GKN Phasing Out Forklifts
The supplier will migrate to hand-trucks and, where feasible, automated guided vehicles. “You have to re-engineer the whole site,” Global Communications Director Paul Dinwiddy says.
CELAYA, GUANAJUATO, Mexico – GKN Driveline can expect to save on yellow paint at its operations here because it may no longer need those ubiquitous plant-floor caution lines.
The Tier 1 supplier is on a fast track to reduce or eliminate forklifts from the pedestrian-traffic areas of its plants. GKN will use hand trucks instead and, where feasible, automated guided vehicles (AGVs).
GKN transitioning to hand trucks from forklifts.
“That’s the plan for the next two years,” Manufacturing Director Fermin Moreno says. “We are working toward that on a daily basis.”
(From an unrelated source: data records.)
/// A canonical-form sequence of [`Component`]s transforming one string into
/// another.
///
/// Two operations are `==` iff their canonical component sequences match;
/// this crate never compares operations for semantic equivalence beyond
/// that.
#[derive(Debug, Clone, Default, PartialEq, Eq)]
pub struct Operation {
    components: Vec<Component>,
}

impl Operation {
    /// The empty operation (`baseLength == targetLength == 0`).
    #[must_use]
    pub fn new() -> Self {
        Self::default()
    }

    /// Append a retain of `n` characters, merging with an existing trailing
    /// retain. A zero-length retain is dropped.
    pub fn retain(&mut self, n: usize) -> &mut Self {
        if n == 0 {
            return self;
        }
        if let Some(Component::Retain(last)) = self.components.last_mut() {
            *last += n;
            return self;
        }
        self.components.push(Component::Retain(n));
        self
    }

    /// Append an insertion of `s`, merging with an existing trailing insert,
    /// and reordering ahead of a trailing delete so inserts always precede
    /// deletes in canonical form. An empty string is dropped.
    pub fn insert(&mut self, s: &str) -> &mut Self {
        if s.is_empty() {
            return self;
        }
        if let Some(Component::Insert(last)) = self.components.last_mut() {
            last.push_str(s);
            return self;
        }
        let len = self.components.len();
        if len >= 1 && matches!(self.components[len - 1], Component::Delete(_)) {
            if len >= 2 {
                if let Component::Insert(prev) = &mut self.components[len - 2] {
                    prev.push_str(s);
                    return self;
                }
            }
            self.components.insert(len - 1, Component::Insert(s.to_string()));
            return self;
        }
        self.components.push(Component::Insert(s.to_string()));
        self
    }

    /// Append a deletion of `n` characters, merging with an existing
    /// trailing delete. A trailing `Insert` needs no reordering: `Insert`
    /// followed by `Delete` is already canonical (§3 invariant #2), unlike
    /// the reverse, which [`Operation::insert`] swaps. A zero-length delete
    /// is dropped.
    pub fn delete(&mut self, n: usize) -> &mut Self {
        if n == 0 {
            return self;
        }
        if let Some(Component::Delete(last)) = self.components.last_mut() {
            *last += n;
            return self;
        }
        self.components.push(Component::Delete(n));
        self
    }

    /// The canonical component sequence.
    #[must_use]
    pub fn components(&self) -> &[Component] {
        &self.components
    }

    /// The length of document this operation expects as input.
    #[must_use]
    pub fn base_len(&self) -> usize {
        self.components
            .iter()
            .map(|c| match c {
                Component::Retain(n) | Component::Delete(n) => *n,
                Component::Insert(_) => 0,
            })
            .sum()
    }

    /// The length of document this operation produces.
    #[must_use]
    pub fn target_len(&self) -> usize {
        self.components
            .iter()
            .map(|c| match c {
                Component::Retain(n) => *n,
                Component::Insert(s) => s.chars().count(),
                Component::Delete(_) => 0,
            })
            .sum()
    }

    /// True iff applying this operation changes nothing: the empty sequence
    /// or a single retain.
    #[must_use]
    pub fn is_noop(&self) -> bool {
        self.components.is_empty()
            || matches!(self.components.as_slice(), [Component::Retain(_)])
    }

    /// Apply this operation to `doc`, yielding the transformed document.
    pub fn apply(&self, doc: &str) -> Result<String> {
        let chars: Vec<char> = doc.chars().collect();
        if chars.len() != self.base_len() {
            return Err(OtError::LengthMismatch {
                expected: self.base_len(),
                actual: chars.len(),
            });
        }
        let mut i = 0usize;
        let mut out = String::with_capacity(self.target_len());
        for c in &self.components {
            match c {
                Component::Retain(n) => {
                    let end = i + n;
                    if end > chars.len() {
                        return Err(OtError::LengthMismatch {
                            expected: end,
                            actual: chars.len(),
                        });
                    }
                    out.extend(&chars[i..end]);
                    i = end;
                }
                Component::Insert(s) => out.push_str(s),
                Component::Delete(n) => {
                    let end = i + n;
                    if end > chars.len() {
                        return Err(OtError::LengthMismatch {
                            expected: end,
                            actual: chars.len(),
                        });
                    }
                    i = end;
                }
            }
        }
        if i != chars.len() {
            return Err(OtError::LengthMismatch {
                expected: i,
                actual: chars.len(),
            });
        }
        Ok(out)
    }

    /// Produce the operation that undoes this one, given the document it
    /// was originally applied to.
    pub fn invert(&self, doc: &str) -> Result<Self> {
        let chars: Vec<char> = doc.chars().collect();
        if chars.len() != self.base_len() {
            return Err(OtError::LengthMismatch {
                expected: self.base_len(),
                actual: chars.len(),
            });
        }
        let mut result = Self::new();
        let mut i = 0usize;
        for c in &self.components {
            match c {
                Component::Retain(n) => {
                    result.retain(*n);
                    i += n;
                }
                Component::Insert(s) => {
                    result.delete(s.chars().count());
                }
                Component::Delete(n) => {
                    let end = i + n;
                    let removed: String = chars[i..end].iter().collect();
                    result.insert(&removed);
                    i = end;
                }
            }
        }
        Ok(result)
    }

    /// Fuse `self` followed by `other` into a single operation equivalent to
    /// applying both in sequence.
    pub fn compose(&self, other: &Self) -> Result<Self> {
        if self.target_len() != other.base_len() {
            return Err(OtError::LengthMismatch {
                expected: self.target_len(),
                actual: other.base_len(),
            });
        }
        let mut ops1: VecDeque<Component> = self.components.iter().cloned().collect();
        let mut ops2: VecDeque<Component> = other.components.iter().cloned().collect();
        let mut result = Self::new();

        loop {
            match (ops1.front().cloned(), ops2.front().cloned()) {
                (None, None) => break,
                // `self`'s deletes consume the base document and are never
                // seen by `other`, which only ever operates on `self`'s
                // target document; they pass straight through.
                (Some(Component::Delete(n)), _) => {
                    result.delete(n);
                    ops1.pop_front();
                }
                // `other`'s inserts introduce characters `self` never
                // produced, so they pass straight through independent of
                // `self`.
                (_, Some(Component::Insert(t))) => {
                    result.insert(&t);
                    ops2.pop_front();
                }
                (None, Some(_)) | (Some(_), None) => {
                    return Err(OtError::LengthMismatch {
                        expected: self.target_len(),
                        actual: other.base_len(),
                    });
                }
                (Some(a), Some(b)) => match (a, b) {
                    (Component::Retain(n1), Component::Retain(n2)) => {
                        let m = n1.min(n2);
                        result.retain(m);
                        pop_partial(&mut ops1, m);
                        pop_partial(&mut ops2, m);
                    }
                    (Component::Retain(n1), Component::Delete(n2)) => {
                        let m = n1.min(n2);
                        result.delete(m);
                        pop_partial(&mut ops1, m);
                        pop_partial(&mut ops2, m);
                    }
                    (Component::Insert(s), Component::Retain(n2)) => {
                        let m = s.chars().count().min(n2);
                        let consumed: String = s.chars().take(m).collect();
                        result.insert(&consumed);
                        pop_partial(&mut ops1, m);
                        pop_partial(&mut ops2, m);
                    }
                    (Component::Insert(s), Component::Delete(n2)) => {
                        // `self` inserts characters that `other` immediately
                        // deletes again: the net effect is nothing.
                        let m = s.chars().count().min(n2);
                        pop_partial(&mut ops1, m);
                        pop_partial(&mut ops2, m);
                    }
                    (Component::Delete(_), _) | (_, Component::Insert(_)) => unreachable!(
                        "self's deletes and other's inserts are drained before this match arm"
                    ),
                },
            }
        }
        Ok(result)
    }

    /// Transform two operations sharing a base document against each other.
    ///
    /// Returns `(a', b')` such that `a.compose(b')` and `b.compose(a')`
    /// produce the same document. When both operations insert at the same
    /// position, `a`'s insert is given priority and ends up first.
    pub fn transform(a: &Self, b: &Self) -> Result<(Self, Self)> {
        if a.base_len() != b.base_len() {
            return Err(OtError::LengthMismatch {
                expected: a.base_len(),
                actual: b.base_len(),
            });
        }
        let mut ops1: VecDeque<Component> = a.components.iter().cloned().collect();
        let mut ops2: VecDeque<Component> = b.components.iter().cloned().collect();
        let mut a_prime = Self::new();
        let mut b_prime = Self::new();

        loop {
            match (ops1.front().cloned(), ops2.front().cloned()) {
                (None, None) => break,
                (Some(Component::Insert(s)), _) => {
                    let len = s.chars().count();
                    a_prime.insert(&s);
                    b_prime.retain(len);
                    ops1.pop_front();
                }
                (_, Some(Component::Insert(t))) => {
                    let len = t.chars().count();
                    a_prime.retain(len);
                    b_prime.insert(&t);
                    ops2.pop_front();
                }
                (None, Some(_)) | (Some(_), None) => {
                    return Err(OtError::LengthMismatch {
                        expected: a.base_len(),
                        actual: b.base_len(),
                    });
                }
                (Some(x), Some(y)) => match (x, y) {
                    (Component::Retain(n1), Component::Retain(n2)) => {
                        let m = n1.min(n2);
                        a_prime.retain(m);
                        b_prime.retain(m);
                        pop_partial(&mut ops1, m);
                        pop_partial(&mut ops2, m);
                    }
                    (Component::Delete(n1), Component::Delete(n2)) => {
                        let m = n1.min(n2);
                        pop_partial(&mut ops1, m);
                        pop_partial(&mut ops2, m);
                    }
                    (Component::Delete(n1), Component::Retain(n2)) => {
                        let m = n1.min(n2);
                        a_prime.delete(m);
                        pop_partial(&mut ops1, m);
                        pop_partial(&mut ops2, m);
                    }
                    (Component::Retain(n1), Component::Delete(n2)) => {
                        let m = n1.min(n2);
                        b_prime.delete(m);
                        pop_partial(&mut ops1, m);
                        pop_partial(&mut ops2, m);
                    }
                    (Component::Insert(_), _) | (_, Component::Insert(_)) => unreachable!(
                        "inserts are drained before this match arm is reached"
                    ),
                },
            }
        }
        Ok((a_prime, b_prime))
    }
}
The idea comes from half a world away. At GKN’s operations in India, “We had a lot of accidents related to forklifts there,” says Global Communications Director Paul Dinwiddy.
So the supplier launched a concerted effort to phase out forklifts.
“Accidents fell dramatically,” he says, adding GKN then realized it could affect change across its 22-nation network of plants, engineering centers and product-development sites that employ some 22,000 workers.
“It worked in India, so it can work anywhere,” Dinwiddy says. “So gradually, we are (accepting) the challenge.”
As new sites are built or existing plants are expanded, they are reconfigured to accommodate the change. This is happening here now, as GKN is installing capacity to enable an annual output of 9 million units by 2014, an increase of 2.5 million units from the current level.
“The key issue is health and safety,” GKN’s Paul Dinwiddy says.
“You have to re-engineer the whole site,” Dinwiddy tells WardsAuto during a media tour of GKN facilities. “You can’t just go in there and start pushing around these trolleys.”
The amount of material moved at any one time must be reduced so hand-trucks are not too heavy. Distances also need to be considered.
At GKN’s updated Indian plants, material no longer is stacked as it was when forklifts were in vogue. “It allows us to reduce our inventory,” Dinwiddy says. “It kind of makes us more disciplined.”
He is vague on bottom-line impact. “The key issue is health and safety,” Dinwiddy says. “You can’t put a value on that. There probably is a slight increase in cost.”
The idea is not new. Auto makers such as Ford have been migrating away from forklift use for several years.
Despite the extensive safety regulations and driver certification requirements surrounding forklift use in the U.S., the nation’s Occupational Health and Safety Admin. every year records about 85 fatalities and nearly 35,000 serious injuries related to forklift operation.
Plant mishaps account for 42% of the accident total, followed by construction-site calamities with 23.8%.
Tipovers are the most common type of forklift accident at 42%. Incidents in which victims somehow are crushed rank second at 36%.